LGCVMLJan 6, 2020

Deeper Insights into Weight Sharing in Neural Architecture Search

arXiv:2001.01431v155 citations
AI Analysis

This work addresses the lack of theoretical guarantees for weight-sharing in NAS, an incremental improvement for researchers and practitioners in automated machine learning.

The paper investigates the impact of weight-sharing in Neural Architecture Search, revealing that it causes high variance in model performance but can still provide useful information, and shows that reducing weight-sharing reduces variance and improves performance.

With the success of deep neural networks, Neural Architecture Search (NAS) as a way of automatic model design has attracted wide attention. As training every child model from scratch is very time-consuming, recent works leverage weight-sharing to speed up the model evaluation procedure. These approaches greatly reduce computation by maintaining a single copy of weights on the super-net and share the weights among every child model. However, weight-sharing has no theoretical guarantee and its impact has not been well studied before.

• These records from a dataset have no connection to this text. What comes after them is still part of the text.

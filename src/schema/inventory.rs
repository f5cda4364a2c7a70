// ==========================================
// 商品目录数据导入引擎 - 库存模式蓝图
// ==========================================
// 职责: INVENTORY 实体的字段集定义
// 元对象: 无; 以 (skuCode, 任务的仓库 guid) 定位记录
// ==========================================

use crate::domain::{
    CatalogEntity, EntityKind, ImportOperation, InventoryQuantity, InventoryRecord, MetaObject,
    ReferenceKind, StoreContext, ValueKind,
};
use crate::schema::accessor::{
    expect_inventory, expect_inventory_mut, format_date, parse_date, parse_integer,
    validate_guid_format, BindError, ImportField,
};
use crate::schema::entity_schema::SchemaBlueprint;
use crate::schema::error::{SchemaError, SchemaResult};
use crate::schema::fields::reference_exists;

// 库存不支持删除, 清零即下架
const OPERATIONS: &[ImportOperation] = &[
    ImportOperation::Insert,
    ImportOperation::Update,
    ImportOperation::InsertOrUpdate,
];

/// 库存模式蓝图
pub struct InventoryBlueprint;

fn reject_meta(meta: Option<&MetaObject>) -> SchemaResult<()> {
    match meta {
        None => Ok(()),
        Some(other) => Err(SchemaError::UnexpectedMetaObject {
            kind: EntityKind::Inventory.to_db_str().to_string(),
            actual: other.kind_name().to_string(),
        }),
    }
}

/// 数量类整数字段, 负值由领域对象拒绝
fn quantity_field(
    name: &'static str,
    quantity: InventoryQuantity,
    required: bool,
    read: fn(&InventoryRecord) -> i64,
) -> ImportField {
    ImportField::new(
        name,
        ValueKind::Integer,
        required,
        false,
        move |e| Ok(read(expect_inventory(e)?).to_string()),
        move |e, raw, _ctx| {
            let value = parse_integer(name, raw)?;
            expect_inventory_mut(e)?
                .set_quantity(quantity, value)
                .map_err(|_| BindError::out_of_range(name, raw))
        },
    )
}

impl SchemaBlueprint for InventoryBlueprint {
    fn kind(&self) -> EntityKind {
        EntityKind::Inventory
    }

    fn supported_operations(&self) -> &'static [ImportOperation] {
        OPERATIONS
    }

    fn guid_field_name(&self) -> Option<&'static str> {
        Some("skuCode")
    }

    fn build_fields(
        &self,
        meta: Option<&MetaObject>,
        _ctx: &StoreContext,
    ) -> SchemaResult<Vec<ImportField>> {
        reject_meta(meta)?;
        let mut fields = Vec::new();

        // 业务标识即 SKU 编码, 必须能解析到已存在的 SKU
        fields.push(
            ImportField::new(
                "skuCode",
                ValueKind::Text,
                true,
                true,
                |e| Ok(expect_inventory(e)?.sku_code.clone()),
                |e, raw, ctx| {
                    validate_guid_format("skuCode", raw)?;
                    reference_exists(ctx, ReferenceKind::ProductSku, "skuCode", raw, false)?;
                    expect_inventory_mut(e)?.sku_code = raw.trim().to_string();
                    Ok(())
                },
            )
            .with_check(|_e, raw, ctx| {
                validate_guid_format("skuCode", raw)?;
                reference_exists(ctx, ReferenceKind::ProductSku, "skuCode", raw, false)
            }),
        );

        fields.push(quantity_field(
            "quantityOnHand",
            InventoryQuantity::OnHand,
            true,
            |r| r.quantity_on_hand,
        ));
        fields.push(quantity_field(
            "reservedQuantity",
            InventoryQuantity::Reserved,
            false,
            |r| r.reserved_quantity,
        ));
        fields.push(quantity_field(
            "reorderMinimum",
            InventoryQuantity::ReorderMinimum,
            false,
            |r| r.reorder_minimum,
        ));
        fields.push(quantity_field(
            "reorderQuantity",
            InventoryQuantity::ReorderQuantity,
            false,
            |r| r.reorder_quantity,
        ));

        fields.push(ImportField::new(
            "restockDate",
            ValueKind::Date,
            false,
            false,
            |e| {
                Ok(expect_inventory(e)?
                    .restock_date
                    .as_ref()
                    .map(format_date)
                    .unwrap_or_default())
            },
            |e, raw, _ctx| {
                expect_inventory_mut(e)?.restock_date = Some(parse_date("restockDate", raw)?);
                Ok(())
            },
        ));

        Ok(fields)
    }

    fn new_entity(
        &self,
        meta: Option<&MetaObject>,
        scope_guid: &str,
    ) -> SchemaResult<CatalogEntity> {
        reject_meta(meta)?;
        Ok(CatalogEntity::Inventory(InventoryRecord::new(scope_guid)))
    }
}

// ==========================================
// 单元测试
// ==========================================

In this paper, we conduct comprehensive experiments to reveal the impact of weight-sharing: (1) The best-performing models from different runs or even from consecutive epochs within the same run have significant variance; (2) Even with high variance, we can extract valuable information from training the super-net with shared weights; (3) The interference between child models is a main factor that induces high variance; (4) Properly reducing the degree of weight sharing could effectively reduce variance and improve performance.